General characteristics
- Class & type: Oliver Hazard Perry-class frigate
- Displacement: 4,100 long tons (4,200 t), full load
- Length: 445 feet (136 m), overall
- Beam: 45 feet (14 m)
- Draft: 22 feet (6.7 m)
- Propulsion: 2 × General Electric LM2500-30 gas turbines generating 41,000 shp (31 MW) through a single shaft and variable pitch propeller; 2 × Auxiliary Propulsion Units, 350 hp (260 kW) retractable electric azimuth thrusters for maneuvering and docking.;
- Speed: over 29 knots (54 km/h)
- Range: 5,000 nautical miles at 18 knots (9,300 km at 33 km/h)
- Complement: 15 officers and 190 enlisted, plus SH-60 LAMPS detachment of roughly six officer pilots and 15 enlisted maintainers
- Sensors & processing systems: AN/SPS-49 air-search radar; AN/SPS-55 surface-search radar; CAS and STIR fire-control radar; AN/SQS-56 sonar.;
- Electronic warfare & decoys: AN/SLQ-32
- Armament: As built:; 1 × OTO Melara Mk 75 76 mm/62 caliber naval gun; 2 × Mk 32 triple-tube (324 mm) launchers for Mark 46 torpedoes; 1 × Vulcan Phalanx CIWS; 4 × .50-cal (12.7 mm) machine guns.; 1 × Mk 13 Mod 4 single-arm launcher for Harpoon anti-ship missiles and SM-1MR Standard anti-ship/air missiles (40 round magazine); Note: As of 2004, Mk 13 systems removed from all active US vessels of this class.;
- Aircraft carried: 1 × SH-2F LAMPS I

= USS Copeland =

1980 Oliver Hazard Perry-class frigate

USS Copeland (FFG-25) was the seventeenth ship of the of guided-missile frigates in the United States Navy. She was named for Rear Admiral Robert W. Copeland (1910–1973).
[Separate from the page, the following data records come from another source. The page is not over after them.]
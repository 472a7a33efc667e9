use anyhow::{bail, Context, Result};
use reqwest::blocking::Response as HttpResponse;
use serde_json::Value;

use crate::error::truncate_text;

/// Reads a JSON body, turning non-2xx statuses into errors that keep the
/// upstream message (`{"error": ...}` bodies are unwrapped).
pub(crate) fn response_json_or_error(service: &str, response: HttpResponse) -> Result<Value> {
    let status = response.status();
    let code = status.as_u16();
    let body = response
        .text()
        .with_context(|| format!("{service} response body read failed"))?;
    if !status.is_success() {
        bail!(
            "{service} request failed ({code}): {}",
            truncate_text(&upstream_error_message(&body), 512)
        );
    }
    let parsed: Value = serde_json::from_str(&body)
        .with_context(|| format!("{service} returned invalid JSON payload"))?;
    Ok(parsed)
}

fn upstream_error_message(body: &str) -> String {
    let Ok(parsed) = serde_json::from_str::<Value>(body) else {
        return body.trim().to_string();
    };
    match parsed.get("error") {
        Some(Value::String(message)) => message.clone(),
        Some(Value::Object(map)) => map
            .get("message")
            .and_then(Value::as_str)
            .map(str::to_string)
            .unwrap_or_else(|| body.trim().to_string()),
        _ => body.trim().to_string(),
    }
}

pub(crate) fn value_as_f64(value: Option<&Value>, default: f64, min: f64, max: f64) -> f64 {
    let parsed = value.and_then(|row| match row {
        Value::Number(num) => num.as_f64(),
        Value::String(text) => text.trim().parse::<f64>().ok(),
        _ => None,
    });
    parsed.unwrap_or(default).clamp(min, max)
}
Ordered from Todd Pacific Shipyards, Los Angeles Division, San Pedro, California on 28 February 1977 as part of the FY77 program, Copeland was laid down on 24 October 1979, launched on 26 July 1980, and commissioned on 7 August 1982. Decommissioned and stricken on 18 September 1996, she was transferred to Egypt the same day as Mubarak (F911). After the 2011 revolution the ship was renamed to remove the former ruler's name. The ship is named Alexandria (F911) now. As of 2023, she remained in active service with the Egyptian Navy.

Copeland was the first ship of that name in the US Navy.